Texte intégral
Q - Vous avez proposé jeudi plusieurs mesures (échéances bancaires différées, report des cotisations sociales) en faveur des producteurs de fruits et légumes. Est-ce suffisant pour désamorcer leur colère ?
On le saura dans quelques semaines, lorsque nous serons en mesure d'établir un bilan de la saison car la campagne n'est pas achevée et on ne peut en tirer un bilan prématurément. Au vu de ce bilan, j'ai pris l'engagement de traiter, au cas par cas, la situation des petits producteurs les plus touchés. Mais il faut aussi progresser dans l'organisation collective de la profession. Il faut enfin des mesures européennes, et j'ai fait des propositions, soutenues par mes homologues espagnols et italiens, pour réformer l'organisation commune du marché des fruits et légumes.
Q - Considérez-vous vraiment l'opération de double étiquetage, mesure souhaitée par les agriculteurs, comme une réussite ?
Comment juger de la réussite ou de l'échec d'un dispositif qui vient à peine de se mettre en place et qui tranche avec de si longues habitudes ? Conclure déjà à l'échec, c'est prendre le double étiquetage pour ce qu'il n'est pas ! Il n'est pas fait pour relever, comme par un coup de baguette magique, le cours des fruits et légumes. Mais cet outil conjoncturel, prévu par la loi d'orientation agricole et souhaité par les producteurs, a le mérite d'informer les consommateurs et de responsabiliser les distributeurs. Tout ce qui contribue à la transparence est une bonne chose pour l'économie comme pour la démocratie.
Q - Est-ce pour ne pas indisposer les producteurs que vous n'évoquez pas une crise de surproduction ?
Le mot surproduction ne suffit pas à caractériser cette crise ; c'est une situation complexe qui allie à la fois des problèmes de rapports commerciaux au sein des filières, des problèmes d'organisation collective des producteurs, de concurrence très rude à l'intérieur de l'Europe, et, dans certains cas, de surproduction conjoncturelle.
Q - Un ouvrier espagnol est payé 23 francs de l'heure contre 56 francs de l'heure en France.
Comment rechercher une « meilleure maîtrise de la production » sans que règne au niveau européen un minimum d'égalité des conditions sociales de production ?

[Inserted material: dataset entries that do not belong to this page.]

//! Declarative section reveals.
//!
//! A [`recipe::RevealRecipe`] describes which element groups animate, how, and over which
//! scroll region. A [`controller::RevealController`] turns it into timelines inside an
//! [`crate::runtime::session::AnimationRuntime`].

pub mod builtin;
pub mod controller;
pub mod recipe;
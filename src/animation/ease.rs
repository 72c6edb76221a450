/// Easing functions used to map normalized animation progress.
///
/// The `power1`..`power4` families match quad..quint. JSON accepts the motion-library names as
/// aliases (`"power3.out"`, `"expo.in"`, `"none"`).
#[derive(Clone, Copy, Debug, PartialEq, serde::Serialize, serde::Deserialize)]
#[serde(rename_all = "snake_case")]
pub enum Ease {
    /// Linear interpolation.
    #[serde(alias = "none")]
    Linear,
    /// Quadratic ease-in.
    #[serde(alias = "power1.in")]
    InQuad,
    /// Quadratic ease-out.
    #[serde(alias = "power1.out")]
    OutQuad,
    /// Quadratic ease-in/out.
    #[serde(alias = "power1.inOut")]
    InOutQuad,
    /// Cubic ease-in.
    #[serde(alias = "power2.in")]
    InCubic,
    /// Cubic ease-out.
    #[serde(alias = "power2.out")]
    OutCubic,
    /// Cubic ease-in/out.
    #[serde(alias = "power2.inOut")]
    InOutCubic,
    /// Quartic ease-in.
    #[serde(alias = "power3.in")]
    InQuart,
    /// Quartic ease-out.
    #[serde(alias = "power3.out")]
    OutQuart,
    /// Quintic ease-out.
    #[serde(alias = "power4.out")]
    OutQuint,
    /// Exponential ease-in.
    #[serde(alias = "expo.in")]
    InExpo,
    /// Exponential ease-out.
    #[serde(alias = "expo.out")]
    OutExpo,
    /// Circular ease-out.
    #[serde(alias = "circ.out")]
    OutCirc,
    /// Sinusoidal ease-in/out.
    #[serde(alias = "sine.inOut")]
    InOutSine,
    /// Ease-out that overshoots the target before settling.
    OutBack {
        /// Overshoot amount; `1.70158` is the classic curve.
        overshoot: f64,
    },
    /// Smooth-scroll glide: `min(1, 1.001 - 2^(-10 t))`.
    ScrollGlide,
}

impl Ease {
    /// Back-out with the default overshoot used across the site.
    pub const BACK_OUT: Self = Self::OutBack { overshoot: 1.7 };

    /// Apply this easing function to normalized progress `t` in `[0, 1]`.
    pub fn apply(self, t: f64) -> f64 {
        let t = t.clamp(0.0, 1.0);
        match self {
            Self::Linear => t,
            Self::InQuad => t * t,
            Self::OutQuad => 1.0 - (1.0 - t) * (1.0 - t),
            Self::InOutQuad => {
                if t < 0.5 {
                    2.0 * t * t
                } else {
                    1.0 - ((-2.0 * t + 2.0).powi(2) / 2.0)
                }
            }
            Self::InCubic => t * t * t,
            Self::OutCubic => 1.0 - (1.0 - t).powi(3),
            Self::InOutCubic => {
                if t < 0.5 {
                    4.0 * t * t * t
                } else {
                    1.0 - ((-2.0 * t + 2.0).powi(3) / 2.0)
                }
            }
            Self::InQuart => t.powi(4),
            Self::OutQuart => 1.0 - (1.0 - t).powi(4),
            Self::OutQuint => 1.0 - (1.0 - t).powi(5),
            Self::InExpo => {
                if t == 0.0 {
                    0.0
                } else {
                    2f64.powf(10.0 * t - 10.0)
                }
            }
            Self::OutExpo => {
                if t == 1.0 {
                    1.0
                } else {
                    1.0 - 2f64.powf(-10.0 * t)
                }
            }
            Self::OutCirc => (1.0 - (t - 1.0).powi(2)).sqrt(),
            Self::InOutSine => -((std::f64::consts::PI * t).cos() - 1.0) / 2.0,
            Self::OutBack { overshoot } => {
                let c1 = overshoot;
                let c3 = c1 + 1.0;
                1.0 + c3 * (t - 1.0).powi(3) + c1 * (t - 1.0).powi(2)
            }
            Self::ScrollGlide => (1.001 - 2f64.powf(-10.0 * t)).min(1.0),
        }
    }

    /// Return `true` when the curve never leaves `[0, 1]` and never decreases.
    pub fn is_monotonic(self) -> bool {
        !matches!(self, Self::OutBack { .. })
    }
}

#[cfg(test)]
#[path = "../../tests/unit/animation/ease.rs"]
mod tests;
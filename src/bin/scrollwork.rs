use std::{
    io::{BufWriter, Write},
    path::PathBuf,
};

use anyhow::Context as _;
use clap::{Parser, Subcommand};
use scrollwork::{Page, PageConfig, ScrollInput};
use tracing_subscriber::prelude::*;

#[derive(Parser, Debug)]
#[command(name = "scrollwork", version)]
struct Cli {
    #[command(subcommand)]
    cmd: Command,
}

#[derive(Subcommand, Debug)]
enum Command {
    /// Write the built-in studio page configuration as JSON.
    Page(PageArgs),
    /// Simulate frames of a page and print one JSON object per frame.
    Trace(TraceArgs),
}

#[derive(Parser, Debug)]
struct PageArgs {
    /// Output path (stdout when omitted).
    #[arg(long)]
    out: Option<PathBuf>,
}

#[derive(Parser, Debug)]
struct TraceArgs {
    /// Page configuration JSON (the built-in studio page when omitted).
    #[arg(long = "in")]
    in_path: Option<PathBuf>,

    /// Simulated display refresh rate.
    #[arg(long, default_value_t = 60.0)]
    fps: f64,

    /// Number of frames to simulate.
    #[arg(long, default_value_t = 120)]
    frames: u64,

    /// Wheel input before a frame, as FRAME:DELTA. Repeatable.
    #[arg(long, value_parser = parse_wheel)]
    wheel: Vec<(u64, f64)>,

    /// Open the navigation menu before this frame.
    #[arg(long)]
    open_menu: Option<u64>,

    /// Close the navigation menu before this frame.
    #[arg(long)]
    close_menu: Option<u64>,

    /// Navigate to a section before a frame, as FRAME:SECTION.
    #[arg(long, value_parser = parse_navigate)]
    navigate: Option<(u64, String)>,

    /// Jump every animation straight to its end state.
    #[arg(long)]
    reduced_motion: bool,
}

fn parse_wheel(s: &str) -> Result<(u64, f64), String> {
    let (frame, delta) = s
        .split_once(':')
        .ok_or_else(|| format!("expected FRAME:DELTA, got '{s}'"))?;
    let frame = frame
        .parse()
        .map_err(|e| format!("invalid frame '{frame}': {e}"))?;
    let delta = delta
        .parse()
        .map_err(|e| format!("invalid delta '{delta}': {e}"))?;
    Ok((frame, delta))
}

fn parse_navigate(s: &str) -> Result<(u64, String), String> {
    let (frame, section) = s
        .split_once(':')
        .ok_or_else(|| format!("expected FRAME:SECTION, got '{s}'"))?;
    let frame = frame
        .parse()
        .map_err(|e| format!("invalid frame '{frame}': {e}"))?;
    Ok((frame, section.to_owned()))
}

fn main() -> anyhow::Result<()> {
    tracing_subscriber::registry()
        .with(
            tracing_subscriber::EnvFilter::try_from_default_env()
                .unwrap_or_else(|_| tracing_subscriber::EnvFilter::new("warn")),
        )
        .with(tracing_subscriber::fmt::layer().with_writer(std::io::stderr))
        .init();

    let cli = Cli::parse();
    match cli.cmd {
        Command::Page(args) => cmd_page(args),
        Command::Trace(args) => cmd_trace(args),
    }
}

fn cmd_page(args: PageArgs) -> anyhow::Result<()> {
    let json = serde_json::to_string_pretty(&PageConfig::studio())
        .context("serialize studio page")?;
    match args.out {
        Some(path) => {
            std::fs::write(&path, json + "\n")
                .with_context(|| format!("write page config '{}'", path.display()))?;
            eprintln!("wrote {}", path.display());
        }
        None => println!("{json}"),
    }
    Ok(())
}

fn cmd_trace(args: TraceArgs) -> anyhow::Result<()> {
    if !(args.fps.is_finite() && args.fps > 0.0) {
        anyhow::bail!("--fps must be > 0");
    }
    let mut config = match &args.in_path {
        Some(path) => PageConfig::from_path(path)
            .with_context(|| format!("load page config '{}'", path.display()))?,
        None => PageConfig::studio(),
    };
    config.reduced_motion |= args.reduced_motion;

    let mut page = Page::mount(config).context("mount page")?;
    let stdout = std::io::stdout();
    let mut out = BufWriter::new(stdout.lock());

    for frame in 0..args.frames {
        for (_, delta) in args.wheel.iter().filter(|(f, _)| *f == frame) {
            page.push_input(ScrollInput::Wheel(*delta));
        }
        if args.open_menu == Some(frame) {
            page.open_menu().context("open menu")?;
        }
        if args.close_menu == Some(frame) {
            page.close_menu().context("close menu")?;
        }
        if let Some((at, section)) = &args.navigate
            && *at == frame
        {
            page.navigate(section)
                .with_context(|| format!("navigate to '{section}'"))?;
        }

        let report = page.frame(frame as f64 / args.fps);
        serde_json::to_writer(&mut out, &report).context("write frame")?;
        out.write_all(b"\n").context("write frame")?;
    }
    out.flush().context("flush output")?;
    page.unmount();
    Ok(())
}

Pour éviter que se reproduise chaque été cette situation, il faut en effet parvenir à une meilleure maîtrise de la production, mais aussi miser sur la qualité et parvenir à une meilleure organisation collective de la filière fruits et légumes. Quant à l'harmonisation des conditions salariales et sociales au niveau européen, c'est en effet la principale ambition que l'Union européenne doit avoir, comme elle l'a eue pour parvenir à la monnaie unique. Souvenez-vous des dégâts provoqués, il y a quelques années, par les dévaluations sauvages de la lire ou de la peseta ! Tout cela est derrière nous.
Q - La production avicole bretonne, en état de surproduction, est traumatisée. Un rapport estime à plus de 600 le nombre d'exploitations qui devraient à terme disparaître. Que faire pour que la Bretagne, qui produit 66 % des « volailles de chair, ne devienne pas une zone sinistrée ?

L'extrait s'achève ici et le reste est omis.